Figure 5. Five ions mass chromatograms of Ramelteon and its isomers and homologous compounds. The SIM ions are m/z=245, 257, 259, 273 and 287 from upper trace to bottom trace. Trustworthy molecular ions were observed for all these compounds thus m/z=245 is possibly Ramelteon – CH2, m/z=257 is Ramelteon – H2, m/z=273 is Ramelteon + CH2 and m/z=287 is Ramelteon + C2H4. The Ramelteon isomers are shown in Figure 4 above particularly three of the peaks at early elution times

Finally, an important additional type of impurities is isomers. We note that in such trace isomer analysis, one must be careful in its performance since depending on the injector temperature some non-fully vaporized sample particles can migrate into the column (particularly when using a liner without glass wool as the one in the presented analysis) and appear as an isomer artifact. However, the 5975-SMB GC-MS with Cold EI enables such important analysis of isomers that were note remove by liquid chromatography but that are separated according to their volatility in the GC column and often provides clear isomer MS effects. 

General Observations Summary

  1. The main goal of analyzing drugs impurities was achieved and demonstrated with the 5975-SMB GC-MS with Cold EI for Haloperidol and Ramelteon drugs.   
  2. The uniform response of Cold EI with its fly-through ion source uniquely enables quantitation of the drug impurities levels without compound specific calibration curves. This capability is assumed to be 5975-SMB unique and we believe that such information cannot be obtained by any other type of GC-MS or LC-MS. Thus, the 5975-SMB GC-MS with Cold EI eliminates the need to identify and synthesize trace API impurities for their quantitation.
  3. Informative Cold EI mass spectra were obtained with a combination of enhanced molecular ions and fragment information plus some isomer mass spectral effects. 
  4. Very good TIC signal to noise that approached 10+5 was obtained which enabled the detection of low levels (<0.1%) of impurities and isomers in the drugs with good signal to noise ratio.

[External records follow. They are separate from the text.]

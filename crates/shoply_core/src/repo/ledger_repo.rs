//! Ledger repository contract and SQLite key-value implementation.
//!
//! # Responsibility
//! - Persist the whole ledger as one serialized blob under a fixed key.
//! - Round-trip the blob exactly: same items, same order, same numbers.
//!
//! # Invariants
//! - `load` re-validates deserialized items and surfaces corruption as
//!   `InvalidData` rather than handing out a broken ledger.
//! - `save` always writes the full ledger; there are no partial updates.

use crate::db::{migrations::latest_version, DbError};
use crate::model::ledger::Ledger;
use crate::model::stock_item::StockItem;
use rusqlite::{params, Connection, OptionalExtension};
use std::error::Error;
use std::fmt::{Display, Formatter};

/// Fixed key addressing the serialized ledger in the key-value store.
pub const LEDGER_STORE_KEY: &str = "stocks";

pub type RepoResult<T> = Result<T, RepoError>;

/// Repository error for ledger persistence operations.
#[derive(Debug)]
pub enum RepoError {
    Db(DbError),
    Serialization(serde_json::Error),
    InvalidData(String),
    UninitializedStore {
        expected_version: u32,
        actual_version: u32,
    },
    MissingStoreTable(&'static str),
}

impl Display for RepoError {
    fn fmt(&self, f: &mut Formatter<'_>) -> std::fmt::Result {
        match self {
            Self::Db(err) => write!(f, "{err}"),
            Self::Serialization(err) => write!(f, "ledger blob is not valid JSON: {err}"),
            Self::InvalidData(message) => write!(f, "invalid persisted ledger data: {message}"),
            Self::UninitializedStore {
                expected_version,
                actual_version,
            } => write!(
                f,
                "store schema version {actual_version} does not match expected {expected_version}; \
                 open the connection through `open_store`"
            ),
            Self::MissingStoreTable(table) => write!(f, "store table `{table}` is missing"),
        }
    }
}

impl Error for RepoError {
    fn source(&self) -> Option<&(dyn Error + 'static)> {
        match self {
            Self::Db(err) => Some(err),
            Self::Serialization(err) => Some(err),
            Self::InvalidData(_) => None,
            Self::UninitializedStore { .. } => None,
            Self::MissingStoreTable(_) => None,
        }
    }
}

impl From<DbError> for RepoError {
    fn from(value: DbError) -> Self {
        Self::Db(value)
    }
}

impl From<rusqlite::Error> for RepoError {
    fn from(value: rusqlite::Error) -> Self {
        Self::Db(DbError::Sqlite(value))
    }
}

impl From<serde_json::Error> for RepoError {
    fn from(value: serde_json::Error) -> Self {
        Self::Serialization(value)
    }
}

/// Opaque persistence contract for the ledger.
pub trait LedgerRepository {
    /// Loads the persisted ledger, or `None` when nothing was ever saved.
    fn load(&self) -> RepoResult<Option<Ledger>>;
    /// Replaces the persisted ledger with the given state.
    fn save(&self, ledger: &Ledger) -> RepoResult<()>;
    /// Removes the persisted ledger entirely.
    fn clear(&self) -> RepoResult<()>;
}

/// SQLite-backed ledger repository over the `kv_store` table.
pub struct SqliteLedgerRepository<'conn> {
    conn: &'conn Connection,
}

impl<'conn> SqliteLedgerRepository<'conn> {
    /// Constructs a repository from a migrated/ready connection.
    ///
    /// Rejects connections that did not go through store bootstrap, so a
    /// misrouted connection fails here instead of at first query.
    pub fn try_new(conn: &'conn Connection) -> RepoResult<Self> {
        let expected_version = latest_version();
        let actual_version: u32 =
            conn.query_row("PRAGMA user_version;", [], |row| row.get(0))?;
        if actual_version != expected_version {
            return Err(RepoError::UninitializedStore {
                expected_version,
                actual_version,
            });
        }

        let table_present: u32 = conn.query_row(
            "SELECT COUNT(*) FROM sqlite_master WHERE type = 'table' AND name = 'kv_store';",
            [],
            |row| row.get(0),
        )?;
        if table_present == 0 {
            return Err(RepoError::MissingStoreTable("kv_store"));
        }

        Ok(Self { conn })
    }
}

impl LedgerRepository for SqliteLedgerRepository<'_> {
    fn load(&self) -> RepoResult<Option<Ledger>> {
        let blob: Option<String> = self
            .conn
            .query_row(
                "SELECT value FROM kv_store WHERE key = ?1;",
                [LEDGER_STORE_KEY],
                |row| row.get(0),
            )
            .optional()?;

        let Some(blob) = blob else {
            return Ok(None);
        };

        let items: Vec<StockItem> = serde_json::from_str(&blob)?;
        let ledger = Ledger::from_items(items)
            .map_err(|err| RepoError::InvalidData(err.to_string()))?;
        Ok(Some(ledger))
    }

    fn save(&self, ledger: &Ledger) -> RepoResult<()> {
        let blob = serde_json::to_string(ledger.items())?;
        self.conn.execute(
            "INSERT INTO kv_store (key, value, updated_at)
             VALUES (?1, ?2, strftime('%s', 'now') * 1000)
             ON CONFLICT(key) DO UPDATE SET
                value = excluded.value,
                updated_at = excluded.updated_at;",
            params![LEDGER_STORE_KEY, blob],
        )?;
        Ok(())
    }

    fn clear(&self) -> RepoResult<()> {
        self.conn.execute(
            "DELETE FROM kv_store WHERE key = ?1;",
            [LEDGER_STORE_KEY],
        )?;
        Ok(())
    }
}
use shoply_core::db::migrations::latest_version;
use shoply_core::db::{open_store, open_store_in_memory, DbError};
use shoply_core::{
    Ledger, LedgerRepository, RepoError, SqliteLedgerRepository, StockService, LEDGER_STORE_KEY,
};
use rusqlite::Connection;

fn sample_ledger() -> Ledger {
    let mut ledger = Ledger::new();
    ledger.add_item("Rice Bag", "Grains", 25000.0, 10).unwrap();
    ledger.add_item("Palm Oil", "Cooking", 1850.5, 12).unwrap();
    ledger.record_sale(0, 3).unwrap();
    ledger
}

#[test]
fn open_store_applies_migrations() {
    let conn = open_store_in_memory().unwrap();

    let version: u32 = conn
        .query_row("PRAGMA user_version;", [], |row| row.get(0))
        .unwrap();
    assert_eq!(version, latest_version());

    let exists: i64 = conn
        .query_row(
            "SELECT EXISTS(
                SELECT 1 FROM sqlite_master WHERE type = 'table' AND name = 'kv_store'
            );",
            [],
            |row| row.get(0),
        )
        .unwrap();
    assert_eq!(exists, 1);
}

#[test]
fn opening_store_with_newer_schema_version_returns_error() {
    let dir = tempfile::tempdir().unwrap();
    let path = dir.path().join("future.db");

    let conn = Connection::open(&path).unwrap();
    conn.execute_batch("PRAGMA user_version = 999;").unwrap();
    drop(conn);

    let err = open_store(&path).unwrap_err();
    match err {
        DbError::UnsupportedSchemaVersion {
            db_version,
            latest_supported,
        } => {
            assert_eq!(db_version, 999);
            assert_eq!(latest_supported, latest_version());
        }
        other => panic!("unexpected error: {other}"),
    }
}

#[test]
fn save_then_load_round_trips_items_in_order() {
    let conn = open_store_in_memory().unwrap();
    let repo = SqliteLedgerRepository::try_new(&conn).unwrap();

    let ledger = sample_ledger();
    repo.save(&ledger).unwrap();

    let loaded = repo.load().unwrap().unwrap();
    assert_eq!(loaded, ledger);
    assert_eq!(loaded.items()[0].name, "Rice Bag");
    assert_eq!(loaded.items()[1].price, 1850.5);
}

#[test]
fn load_returns_none_when_nothing_was_saved() {
    let conn = open_store_in_memory().unwrap();
    let repo = SqliteLedgerRepository::try_new(&conn).unwrap();

    assert!(repo.load().unwrap().is_none());
}

#[test]
fn persisted_blob_tracks_every_mutation() {
    let conn = open_store_in_memory().unwrap();
    let repo = SqliteLedgerRepository::try_new(&conn).unwrap();

    let mut ledger = Ledger::new();
    ledger.add_item("Rice Bag", "Grains", 25000.0, 10).unwrap();
    repo.save(&ledger).unwrap();
    assert_eq!(repo.load().unwrap().unwrap(), ledger);

    ledger.record_sale(0, 4).unwrap();
    repo.save(&ledger).unwrap();
    assert_eq!(repo.load().unwrap().unwrap(), ledger);

    ledger.reset();
    repo.save(&ledger).unwrap();
    assert_eq!(repo.load().unwrap().unwrap(), ledger);
}

#[test]
fn clear_removes_persisted_state() {
    let conn = open_store_in_memory().unwrap();
    let repo = SqliteLedgerRepository::try_new(&conn).unwrap();

    repo.save(&sample_ledger()).unwrap();
    repo.clear().unwrap();

    assert!(repo.load().unwrap().is_none());
    repo.clear().unwrap();
}

#[test]
fn file_backed_store_survives_reopen() {
    let dir = tempfile::tempdir().unwrap();
    let path = dir.path().join("shoply.db");
    let ledger = sample_ledger();

    {
        let conn = open_store(&path).unwrap();
        let repo = SqliteLedgerRepository::try_new(&conn).unwrap();
        repo.save(&ledger).unwrap();
    }

    let conn = open_store(&path).unwrap();
    let repo = SqliteLedgerRepository::try_new(&conn).unwrap();
    assert_eq!(repo.load().unwrap().unwrap(), ledger);
}

#[test]
fn malformed_blob_surfaces_as_serialization_error() {
    let conn = open_store_in_memory().unwrap();
    conn.execute(
        "INSERT INTO kv_store (key, value) VALUES (?1, ?2);",
        [LEDGER_STORE_KEY, "not json at all"],
    )
    .unwrap();

    let repo = SqliteLedgerRepository::try_new(&conn).unwrap();
    assert!(matches!(
        repo.load(),
        Err(RepoError::Serialization(_))
    ));
}

#[test]
fn well_formed_blob_with_invalid_items_surfaces_as_invalid_data() {
    let conn = open_store_in_memory().unwrap();
    let oversold =
        r#"[{"name":"Rice Bag","category":"Grains","price":25000.0,"quantity":2,"sold":5}]"#;
    conn.execute(
        "INSERT INTO kv_store (key, value) VALUES (?1, ?2);",
        [LEDGER_STORE_KEY, oversold],
    )
    .unwrap();

    let repo = SqliteLedgerRepository::try_new(&conn).unwrap();
    assert!(matches!(repo.load(), Err(RepoError::InvalidData(_))));
}

#[test]
fn service_open_recovers_corrupt_state_to_empty_ledger() {
    let conn = open_store_in_memory().unwrap();
    conn.execute(
        "INSERT INTO kv_store (key, value) VALUES (?1, ?2);",
        [LEDGER_STORE_KEY, "{broken"],
    )
    .unwrap();

    let repo = SqliteLedgerRepository::try_new(&conn).unwrap();
    let service = StockService::open(repo);
    assert!(service.ledger().is_empty());
}

#[test]
fn repository_rejects_uninitialized_connection() {
    let conn = Connection::open_in_memory().unwrap();

    match SqliteLedgerRepository::try_new(&conn) {
        Err(RepoError::UninitializedStore {
            expected_version,
            actual_version: 0,
        }) => assert!(expected_version > 0),
        Err(other) => panic!("unexpected error: {other}"),
        Ok(_) => panic!("expected uninitialized store error"),
    }
}

#[test]
fn repository_rejects_connection_without_store_table() {
    let conn = Connection::open_in_memory().unwrap();
    conn.execute_batch(&format!("PRAGMA user_version = {};", latest_version()))
        .unwrap();

    assert!(matches!(
        SqliteLedgerRepository::try_new(&conn),
        Err(RepoError::MissingStoreTable("kv_store"))
    ));
}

The achievement of such high TIC S/N emerged from a combination of high TIC S/N of the 5975-SMB plus increased column capacity for polar drugs with high column flow rates.  

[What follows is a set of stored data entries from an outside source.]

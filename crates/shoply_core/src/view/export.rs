//! CSV export of the current ledger.
//!
//! # Responsibility
//! - Render the ledger as a flat delimited-text artifact for download.
//!
//! # Invariants
//! - Columns mirror the stock table; numeric fields stay unformatted so the
//!   file imports cleanly into spreadsheet tools.
//! - The artifact reflects the ledger at call time; nothing is cached.

use crate::model::ledger::Ledger;
use crate::view::format::format_number;

/// Download name offered for the export artifact.
pub const EXPORT_FILE_NAME: &str = "shoply-stock.csv";

/// Header row of the export, matching the table columns.
pub const CSV_HEADER: &str = "Item,Category,Price,Quantity,Sold,Remaining,Total Value";

/// A named, ready-to-download CSV document.
#[derive(Debug, Clone, PartialEq)]
pub struct CsvExport {
    pub file_name: &'static str,
    pub content: String,
}

/// Builds the CSV document: header plus one row per item in ledger order.
pub fn export_csv(ledger: &Ledger) -> CsvExport {
    let mut lines = Vec::with_capacity(ledger.len() + 1);
    lines.push(CSV_HEADER.to_string());

    for item in ledger.items() {
        lines.push(format!(
            "{},{},{},{},{},{},{}",
            item.name,
            item.category,
            format_number(item.price),
            item.quantity,
            item.sold,
            item.remaining(),
            format_number(item.value()),
        ));
    }

    CsvExport {
        file_name: EXPORT_FILE_NAME,
        content: lines.join("\n"),
    }
}
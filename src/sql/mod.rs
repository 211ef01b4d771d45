use crate::error::{VidqlError, VidqlResult};
use crate::params::{combination_allowed, DateFilter, Intent, MetricField, QueryParameters};
use chrono::NaiveDate;
use uuid::Uuid;

/// A value bound to a `$n` placeholder, in placeholder order.
#[derive(Debug, Clone, Copy, PartialEq, Eq)]
pub enum BindValue {
    Date(NaiveDate),
    Uuid(Uuid),
}

/// One read-only aggregate statement over one table. The text contains only
/// identifiers drawn from the closed parameter enums; every date and UUID
/// value is a bound parameter, never interpolated.
#[derive(Debug, Clone, PartialEq, Eq)]
pub struct AssembledQuery {
    pub text: String,
    pub binds: Vec<BindValue>,
}

/// Deterministically assemble the SQL for one validated parameter set.
///
/// WHERE predicates always appear in the same order: date restriction,
/// creator restriction, then (for distinct-active counts only) the
/// positive-metric condition last.
pub fn assemble(params: &QueryParameters) -> VidqlResult<AssembledQuery> {
    // The validator rejects these upstream; refuse to guess if one slips by.
    if !combination_allowed(params.intent, params.table, params.metric) {
        return Err(VidqlError::UnknownIntentCombination {
            intent: params.intent.as_str(),
            table: params.table.as_str(),
            field: params.metric.as_str(),
        });
    }

    let mut conditions: Vec<String> = Vec::new();
    let mut binds: Vec<BindValue> = Vec::new();
    let date_col = params.table.date_column();

    match params.date {
        Some(DateFilter::Exact(day)) => {
            binds.push(BindValue::Date(day));
            conditions.push(format!("{}::DATE = ${}", date_col, binds.len()));
        }
        Some(DateFilter::Range { from, to }) => {
            binds.push(BindValue::Date(from));
            let from_n = binds.len();
            binds.push(BindValue::Date(to));
            let to_n = binds.len();
            conditions.push(format!(
                "{col}::DATE >= ${from_n} AND {col}::DATE <= ${to_n}",
                col = date_col
            ));
        }
        None => {}
    }

    if let Some(creator) = params.creator {
        binds.push(BindValue::Uuid(creator));
        conditions.push(format!("creator_id = ${}", binds.len()));
    }

    if params.intent == Intent::UniqueActive {
        conditions.push(format!("{} > 0", params.metric.as_str()));
    }

    let where_clause = if conditions.is_empty() {
        String::new()
    } else {
        format!(" WHERE {}", conditions.join(" AND "))
    };

    let select = match params.intent {
        // Counting rows by id, summing any other absolute counter. Absolute
        // counters are never null in this schema, so the sum needs no guard.
        Intent::TotalStatic => {
            if params.metric == MetricField::Id {
                format!("COUNT({})", params.metric.as_str())
            } else {
                format!("SUM({})", params.metric.as_str())
            }
        }
        // A window with no snapshots legitimately sums to zero, not NULL.
        Intent::GrowthDynamic => format!("COALESCE(SUM({}), 0)", params.metric.as_str()),
        // Count the owning videos, not the metric itself.
        Intent::UniqueActive => format!("COUNT(DISTINCT {})", params.table.entity_key()),
    };

    Ok(AssembledQuery {
        text: format!(
            "SELECT {} FROM {}{}",
            select,
            params.table.as_str(),
            where_clause
        ),
        binds,
    })
}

  5. Simultaneous full scan and SIM was used on suspected drug impurities masses (based on previous full scan analysis). This procedure was used in order to enable accurate monitoring, by having very high signal to noise ratios, of the efficiency of the impurities cleaning process. 
  6. Ramelteon is not in the NIST library but our Tal-Aviv Molecule Identifier software based on isotope abundance analysis properly identified its elemental formula as number 1 thereby provided the value of high resolution accurate mass MS combined with molecular ions of SMB.    
  7. The GC-MS with Cold EI analysis times were about three times faster than of standard GC-MS.